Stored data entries

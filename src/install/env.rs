// src/install/env.rs

//! Per-node build environment
//!
//! A [`BuildEnvironment`] is an immutable snapshot: the variables handed to
//! every subprocess of one install plus the values of the `%(...)s`
//! placeholders in step arguments. The process environment of the engine is
//! never read or modified.
//!
//! | Placeholder | Value |
//! |-------------|-------|
//! | `%(name)s`, `%(version)s` | formula name and version |
//! | `%(prefix)s` | staged install prefix (what `make install` writes to) |
//! | `%(keg)s` | final keg path after promotion |
//! | `%(destdir)s` | `DESTDIR` root for builds configured with `--prefix=%(keg)s` |
//! | `%(etc)s` | shared configuration directory |
//! | `%(jobs)s` | parallel job count |
//! | `%(source)s` | unpacked source root |
//! | `%(opt:<dep>)s` | opt link of a dependency |
//!
//! Unknown placeholders are left untouched.

use std::collections::BTreeMap;
use std::path::{Path, PathBuf};
use std::time::Duration;

use crate::config::EngineConfig;
use crate::formula::EnvMode;
use crate::resolve::ResolvedNode;

/// Immutable environment snapshot for one node
#[derive(Debug, Clone, PartialEq, Eq)]
pub struct BuildEnvironment {
    vars: BTreeMap<String, String>,
    placeholders: BTreeMap<String, String>,
    opt_dir: PathBuf,
    step_timeout: Duration,
    keep_failed_staging: bool,
}

impl BuildEnvironment {
    /// Snapshot for `node` under the layout of `config`
    ///
    /// Placeholders that depend on the staging area (`prefix`, `destdir`,
    /// `source`) are filled in by [`BuildEnvironment::bind`].
    pub fn assemble(node: &ResolvedNode, config: &EngineConfig) -> Self {
        let mut placeholders = BTreeMap::new();
        placeholders.insert("name".to_string(), node.name().to_string());
        placeholders.insert("version".to_string(), node.version().to_string());
        placeholders.insert(
            "keg".to_string(),
            config.keg_path(node.name(), node.version()).display().to_string(),
        );
        placeholders.insert("etc".to_string(), config.etc_dir().display().to_string());
        placeholders.insert("jobs".to_string(), config.jobs.to_string());

        // Dependency bin directories come first on PATH
        let mut path_entries: Vec<String> = node
            .dependencies()
            .keys()
            .map(|dep| config.opt_path(dep).join("bin").display().to_string())
            .collect();
        path_entries.push(config.base_path.clone());

        let mut vars = BTreeMap::new();
        vars.insert("PATH".to_string(), path_entries.join(":"));
        vars.insert("MAKEFLAGS".to_string(), format!("-j{}", config.jobs));
        vars.insert("LC_ALL".to_string(), "C".to_string());

        for edit in node.active_env() {
            match edit.mode {
                EnvMode::Set => {
                    vars.insert(edit.name.clone(), edit.value.clone());
                }
                EnvMode::Append => {
                    let value = match vars.get(&edit.name) {
                        Some(existing) if !existing.is_empty() => {
                            format!("{} {}", existing, edit.value)
                        }
                        _ => edit.value.clone(),
                    };
                    vars.insert(edit.name.clone(), value);
                }
            }
        }

        Self {
            vars,
            placeholders,
            opt_dir: config.opt_dir(),
            step_timeout: config.step_timeout,
            keep_failed_staging: config.keep_failed_staging,
        }
    }

    /// New snapshot with staging paths filled in and placeholders in
    /// variable values expanded
    pub fn bind(&self, prefix: &Path, destdir: &Path, source: &Path) -> Self {
        let mut bound = self.clone();
        bound
            .placeholders
            .insert("prefix".to_string(), prefix.display().to_string());
        bound
            .placeholders
            .insert("destdir".to_string(), destdir.display().to_string());
        bound
            .placeholders
            .insert("source".to_string(), source.display().to_string());
        bound.vars.insert("HOME".to_string(), source.display().to_string());

        let vars: BTreeMap<String, String> = bound
            .vars
            .iter()
            .map(|(k, v)| (k.clone(), bound.substitute(v)))
            .collect();
        bound.vars = vars;
        bound
    }

    /// Expand `%(key)s` placeholders in `text`
    pub fn substitute(&self, text: &str) -> String {
        let mut out = String::with_capacity(text.len());
        let mut rest = text;

        while let Some(start) = rest.find("%(") {
            out.push_str(&rest[..start]);
            let after = &rest[start + 2..];
            match after.find(")s") {
                Some(end) => {
                    let key = &after[..end];
                    match self.lookup(key) {
                        Some(value) => out.push_str(&value),
                        None => out.push_str(&rest[start..start + 2 + end + 2]),
                    }
                    rest = &after[end + 2..];
                }
                None => {
                    out.push_str(&rest[start..]);
                    rest = "";
                }
            }
        }
        out.push_str(rest);
        out
    }

    fn lookup(&self, key: &str) -> Option<String> {
        if let Some(dep) = key.strip_prefix("opt:") {
            return (!dep.is_empty()).then(|| self.opt_dir.join(dep).display().to_string());
        }
        self.placeholders.get(key).cloned()
    }

    /// Variables handed to subprocesses
    pub fn vars(&self) -> &BTreeMap<String, String> {
        &self.vars
    }

    pub fn var(&self, name: &str) -> Option<&str> {
        self.vars.get(name).map(String::as_str)
    }

    pub fn step_timeout(&self) -> Duration {
        self.step_timeout
    }

    pub fn keep_failed_staging(&self) -> bool {
        self.keep_failed_staging
    }
}
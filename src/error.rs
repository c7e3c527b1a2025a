// src/error.rs

//! Error types for formula resolution and build orchestration
//!
//! Errors fall into two groups:
//! - **Resolution errors** (`InvalidFormula`, `MissingFormula`,
//!   `CyclicDependency`) abort a build before any install begins.
//! - **Node errors** (`IntegrityFailure`, `PatchFailure`, `BuildFailure`)
//!   are fatal to a single formula and surface as a failed `BuildResult`.

use std::fmt;
use thiserror::Error;

/// Result type used throughout the crate
pub type Result<T> = std::result::Result<T, Error>;

/// Errors produced by the engine
#[derive(Error, Debug)]
pub enum Error {
    /// A formula failed load-time validation
    #[error("invalid formula '{name}': {reason}")]
    InvalidFormula { name: String, reason: String },

    /// A referenced formula is absent from the lookup
    #[error("formula '{name}' not found (required by {required_by})")]
    MissingFormula { name: String, required_by: String },

    /// The dependency graph contains a cycle
    #[error("circular dependency detected: {}", .cycle.join(" -> "))]
    CyclicDependency { cycle: Vec<String> },

    /// Source artifact did not pass checksum verification
    #[error("integrity check failed for {0}")]
    IntegrityFailure(String),

    /// A patch could not be fetched or applied
    #[error("patch failed: {0}")]
    PatchFailure(String),

    /// A configure/build/install step failed
    #[error("build failed: {0}")]
    BuildFailure(String),

    /// The operation was aborted by the caller
    #[error("operation cancelled")]
    Cancelled,

    /// A build plan violates dependency ordering
    #[error("invalid build plan: {0}")]
    InvalidPlan(String),

    /// Configuration could not be loaded
    #[error("configuration error: {0}")]
    ConfigError(String),

    /// A file could not be parsed
    #[error("parse error: {0}")]
    ParseError(String),

    /// Filesystem operation failed with context
    #[error("I/O error: {0}")]
    IoError(String),

    #[error(transparent)]
    Io(#[from] std::io::Error),

    #[error(transparent)]
    Json(#[from] serde_json::Error),
}

/// Classification of an [`Error`] for reporting
#[derive(Debug, Clone, Copy, PartialEq, Eq, Hash)]
pub enum ErrorKind {
    InvalidFormula,
    MissingFormula,
    CyclicDependency,
    IntegrityFailure,
    PatchFailure,
    BuildFailure,
    Cancelled,
    Other,
}

impl ErrorKind {
    /// Whether this kind aborts the whole build before installs start
    pub fn is_resolution_error(&self) -> bool {
        matches!(
            self,
            Self::InvalidFormula | Self::MissingFormula | Self::CyclicDependency
        )
    }
}

impl fmt::Display for ErrorKind {
    fn fmt(&self, f: &mut fmt::Formatter<'_>) -> fmt::Result {
        let name = match self {
            Self::InvalidFormula => "invalid-formula",
            Self::MissingFormula => "missing-formula",
            Self::CyclicDependency => "cyclic-dependency",
            Self::IntegrityFailure => "integrity-failure",
            Self::PatchFailure => "patch-failure",
            Self::BuildFailure => "build-failure",
            Self::Cancelled => "cancelled",
            Self::Other => "other",
        };
        f.write_str(name)
    }
}

impl Error {
    /// Shorthand for an `InvalidFormula` error
    pub fn invalid_formula(name: impl Into<String>, reason: impl Into<String>) -> Self {
        Self::InvalidFormula {
            name: name.into(),
            reason: reason.into(),
        }
    }

    /// Get the classification of this error
    pub fn kind(&self) -> ErrorKind {
        match self {
            Self::InvalidFormula { .. } => ErrorKind::InvalidFormula,
            Self::MissingFormula { .. } => ErrorKind::MissingFormula,
            Self::CyclicDependency { .. } => ErrorKind::CyclicDependency,
            Self::IntegrityFailure(_) => ErrorKind::IntegrityFailure,
            Self::PatchFailure(_) => ErrorKind::PatchFailure,
            Self::BuildFailure(_) => ErrorKind::BuildFailure,
            Self::Cancelled => ErrorKind::Cancelled,
            _ => ErrorKind::Other,
        }
    }
}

**TASK TO CARRY OUT:**
Please retype the top of the data exactly, down to and including the line that holds "and version |", and nothing further.

**OUTPUT FOR THIS TASK:**
filename src/install/env.rs
// src/install/env.rs

//! Per-node build environment
//!
//! A [`BuildEnvironment`] is an immutable snapshot: the variables handed to
//! every subprocess of one install plus the values of the `%(...)s`
//! placeholders in step arguments. The process environment of the engine is
//! never read or modified.
//!
//! | Placeholder | Value |
//! |-------------|-------|
//! | `%(name)s`, `%(version)s` | formula name and version |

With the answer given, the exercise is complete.